_Activity_.
Write out every line from the listing below where the string "None" is found.

_Records for processing_.
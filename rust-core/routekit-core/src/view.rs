//! # Views
//!
//! A view is a payload attached to a response and rendered when the
//! response is finalized. Templating engines live outside this crate; they
//! only need to implement [`View`].

use std::fmt;

/// Renderable response payload
pub trait View: Send + Sync {
    /// Produce the markup appended to the response body
    ///
    /// # Errors
    ///
    /// Any error turns the finalized response into a 500.
    fn render(&self) -> anyhow::Result<String>;

    /// View name for logging
    fn name(&self) -> &str {
        "view"
    }
}

impl fmt::Debug for dyn View {
    fn fmt(&self, f: &mut fmt::Formatter<'_>) -> fmt::Result {
        f.debug_struct("View").field("name", &self.name()).finish()
    }
}

/// Pre-rendered markup
#[derive(Debug, Clone)]
pub struct StaticView {
    name: String,
    html: String,
}

impl StaticView {
    /// Create a view that always renders `html`
    pub fn new(name: impl Into<String>, html: impl Into<String>) -> Self {
        Self {
            name: name.into(),
            html: html.into(),
        }
    }
}

impl View for StaticView {
    fn render(&self) -> anyhow::Result<String> {
        Ok(self.html.clone())
    }

    fn name(&self) -> &str {
        &self.name
    }
}
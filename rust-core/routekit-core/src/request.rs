//! # HTTP Request
//!
//! Normalized view of an inbound request: method, path, query parameters,
//! headers, cookies and body, plus the route it was matched to.

use crate::error::{Error, Result};
use crate::router::Method;
use cookie::Cookie;
use http_body_util::BodyExt;
use hyper::body::Bytes;
use std::collections::HashMap;

/// Route bound to a request once it matched
#[derive(Debug, Clone, PartialEq, Eq)]
pub struct MatchedRoute {
    /// Pattern of the matched route
    pub pattern: String,
    /// Name of the matched route, if any
    pub name: Option<String>,
}

/// HTTP request as seen by middleware and handlers
#[derive(Debug, Clone)]
pub struct Request {
    /// HTTP method
    pub method: Method,
    /// Request path (without query string)
    pub path: String,
    /// Raw query string (e.g., "page=1&limit=10")
    query_string: Option<String>,
    /// Parsed query parameters
    query_params: HashMap<String, String>,
    /// Request headers
    headers: hyper::HeaderMap,
    /// Cookies from the `Cookie` headers
    cookies: HashMap<String, String>,
    /// Request body (collected)
    body: Option<Bytes>,
    /// Route this request matched; `None` while global middleware runs
    route: Option<MatchedRoute>,
}

impl Request {
    /// Create a request manually (for testing/internal use)
    ///
    /// `path` may carry a query string.
    pub fn new(
        method: Method,
        path: impl Into<String>,
        headers_map: HashMap<String, String>,
        body: Option<Bytes>,
    ) -> Self {
        let path = path.into();
        let (path, query_string) = if let Some((p, q)) = path.split_once('?') {
            (p.to_string(), Some(q.to_string()))
        } else {
            (path, None)
        };

        let mut headers = hyper::HeaderMap::new();
        for (k, v) in headers_map {
            if let (Ok(n), Ok(v)) = (
                hyper::header::HeaderName::from_bytes(k.as_bytes()),
                hyper::header::HeaderValue::from_str(&v),
            ) {
                headers.insert(n, v);
            }
        }

        Self::from_parts(method, path, query_string, headers, body)
    }

    fn from_parts(
        method: Method,
        path: String,
        query_string: Option<String>,
        headers: hyper::HeaderMap,
        body: Option<Bytes>,
    ) -> Self {
        let query_params = parse_query_string(query_string.as_deref());
        let cookies = parse_cookies(&headers);

        Self {
            method,
            path,
            query_string,
            query_params,
            headers,
            cookies,
            body,
            route: None,
        }
    }

    /// Create from hyper request with body size limit
    ///
    /// # Errors
    ///
    /// Returns `Error::UnsupportedMethod` for methods outside [`Method::ALL`]
    /// and `Error::PayloadTooLarge` when the body exceeds `max_body_size`.
    pub async fn from_hyper_with_limit(
        req: hyper::Request<hyper::body::Incoming>,
        max_body_size: usize,
    ) -> Result<Self> {
        let method = Method::try_from(req.method())?;

        let uri = req.uri();
        let path = uri.path().to_string();
        let query_string = uri.query().map(String::from);

        let headers = req.headers().clone();
        if let Some(content_len) = headers
            .get(hyper::header::CONTENT_LENGTH)
            .and_then(|len| len.to_str().ok())
            .and_then(|len| len.parse::<usize>().ok())
        {
            if content_len > max_body_size {
                return Err(Error::PayloadTooLarge {
                    limit: max_body_size,
                    actual: content_len,
                });
            }
        }

        let bytes = BodyExt::collect(req.into_body()).await?.to_bytes();
        if bytes.len() > max_body_size {
            return Err(Error::PayloadTooLarge {
                limit: max_body_size,
                actual: bytes.len(),
            });
        }
        let body = if bytes.is_empty() { None } else { Some(bytes) };

        Ok(Self::from_parts(method, path, query_string, headers, body))
    }

    /// Path split by `/`, the same way route patterns are split
    #[must_use]
    pub fn segments(&self) -> Vec<&str> {
        self.path.split('/').collect()
    }

    /// Get a header value by name (case-insensitive)
    #[must_use]
    pub fn header(&self, name: &str) -> Option<&str> {
        self.headers.get(name).and_then(|v| v.to_str().ok())
    }

    /// Whether the header is present
    #[must_use]
    pub fn has_header(&self, name: &str) -> bool {
        self.headers.contains_key(name)
    }

    /// Set or override a header
    pub fn set_header(&mut self, name: &str, value: &str) {
        if let (Ok(n), Ok(v)) = (
            hyper::header::HeaderName::from_bytes(name.as_bytes()),
            hyper::header::HeaderValue::from_str(value),
        ) {
            self.headers.insert(n, v);
        }
    }

    /// Get all headers as a `HashMap`
    #[must_use]
    pub fn headers_map(&self) -> HashMap<String, String> {
        self.headers
            .iter()
            .filter_map(|(k, v)| {
                v.to_str()
                    .ok()
                    .map(|val| (k.as_str().to_string(), val.to_string()))
            })
            .collect()
    }

    /// Get a query parameter
    #[must_use]
    pub fn query(&self, name: &str) -> Option<&str> {
        self.query_params.get(name).map(String::as_str)
    }

    /// Get query parameters as a `HashMap`
    #[must_use]
    pub fn query_map(&self) -> &HashMap<String, String> {
        &self.query_params
    }

    /// Get raw query string
    #[must_use]
    pub fn query_string(&self) -> Option<&str> {
        self.query_string.as_deref()
    }

    /// Get a cookie value
    #[must_use]
    pub fn cookie(&self, name: &str) -> Option<&str> {
        self.cookies.get(name).map(String::as_str)
    }

    /// Whether the cookie is present
    #[must_use]
    pub fn has_cookie(&self, name: &str) -> bool {
        self.cookies.contains_key(name)
    }

    /// All cookies
    #[must_use]
    pub fn cookies(&self) -> &HashMap<String, String> {
        &self.cookies
    }

    /// Get the request body as bytes
    #[must_use]
    pub fn body_bytes(&self) -> Option<&[u8]> {
        self.body.as_ref().map(AsRef::as_ref)
    }

    /// Get the request body as string (UTF-8)
    #[must_use]
    pub fn body_str(&self) -> Option<&str> {
        self.body_bytes().and_then(|b| std::str::from_utf8(b).ok())
    }

    /// Route the request matched, `None` for global middleware
    #[must_use]
    pub fn route(&self) -> Option<&MatchedRoute> {
        self.route.as_ref()
    }

    pub(crate) fn bind_route(&mut self, pattern: &str, name: Option<&str>) {
        self.route = Some(MatchedRoute {
            pattern: pattern.to_string(),
            name: name.map(String::from),
        });
    }
}

/// Parse query string into `HashMap`
///
/// Handles URL decoding and duplicate keys (last value wins).
fn parse_query_string(query: Option<&str>) -> HashMap<String, String> {
    query
        .map(|q| {
            q.split('&')
                .filter(|pair| !pair.is_empty())
                .map(|pair| {
                    let (key, value) = pair.split_once('=').unwrap_or((pair, ""));
                    (url_decode(key), url_decode(value))
                })
                .collect()
        })
        .unwrap_or_default()
}

/// URL decoding with `+` as space; undecodable input is kept as-is
fn url_decode(s: &str) -> String {
    let spaced = s.replace('+', " ");
    urlencoding::decode(&spaced).map_or_else(|_| spaced.clone(), |d| d.into_owned())
}

fn parse_cookies(headers: &hyper::HeaderMap) -> HashMap<String, String> {
    headers
        .get_all(hyper::header::COOKIE)
        .iter()
        .filter_map(|v| v.to_str().ok())
        .flat_map(Cookie::split_parse)
        .filter_map(std::result::Result::ok)
        .map(|cookie| (cookie.name().to_string(), cookie.value().to_string()))
        .collect()
}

_Solution to the problem_.
    /// Route this request matched; `None` while global middleware runs
            (path, None)
            route: None,
        let body = if bytes.is_empty() { None } else { Some(bytes) };
    /// Route the request matched, `None` for global middleware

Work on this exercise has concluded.